WHAT IS NEEDED — Locate every line below that contains the word "width" and copy it.

Collected data —
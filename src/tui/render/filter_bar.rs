use ratatui::Frame;
use ratatui::layout::Rect;
use ratatui::style::{Modifier, Style};
use ratatui::text::{Line, Span};
use ratatui::widgets::Paragraph;

use crate::ops::filter::StatusFilter;
use crate::tui::app::App;

const TITLE: &str = " Todo Tracker";

/// Title plus the active filter values, then a separator line
pub fn render_filter_bar(frame: &mut Frame, app: &App, area: Rect) {
    let bg = app.theme.background;
    let width = area.width as usize;
    let label = Style::default().fg(app.theme.dim).bg(bg);
    let value = Style::default().fg(app.theme.text_bright).bg(bg);
    let unset = Style::default().fg(app.theme.text).bg(bg);

    let mut filters: Vec<Span> = Vec::new();
    let mut push = |name: &'static str, text: String, active: bool| {
        filters.push(Span::styled(format!("{}:", name), label));
        filters.push(Span::styled(
            format!("{}  ", text),
            if active { value.add_modifier(Modifier::BOLD) } else { unset },
        ));
    };
    if !app.criteria.search.is_empty() {
        push("search", app.criteria.search.clone(), true);
    }
    push(
        "category",
        app.criteria.category.clone().unwrap_or_else(|| "All".into()),
        app.criteria.category.is_some(),
    );
    push(
        "priority",
        app.criteria.priority.map_or("All".to_string(), |p| p.to_string()),
        app.criteria.priority.is_some(),
    );
    push(
        "status",
        app.criteria.status.to_string(),
        app.criteria.status != StatusFilter::All,
    );

    let mut spans = vec![Span::styled(
        TITLE,
        Style::default()
            .fg(app.theme.highlight)
            .bg(bg)
            .add_modifier(Modifier::BOLD),
    )];
    let title_w = TITLE.chars().count();
    let filters_w: usize = filters.iter().map(|s| s.content.chars().count()).sum();
    // Filters right-aligned; dropped when they don't fit
    if title_w + filters_w + 1 <= width {
        spans.push(Span::styled(
            " ".repeat(width - title_w - filters_w),
            Style::default().bg(bg),
        ));
        spans.extend(filters);
    }

    let separator = Line::from(Span::styled(
        "\u{2500}".repeat(width),
        Style::default().fg(app.theme.border).bg(bg),
    ));
    frame.render_widget(Paragraph::new(vec![Line::from(spans), separator]), area);
}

SOLUTION BELOW —
    let width = area.width as usize;
    if title_w + filters_w + 1 <= width {
            " ".repeat(width - title_w - filters_w),
        "\u{2500}".repeat(width),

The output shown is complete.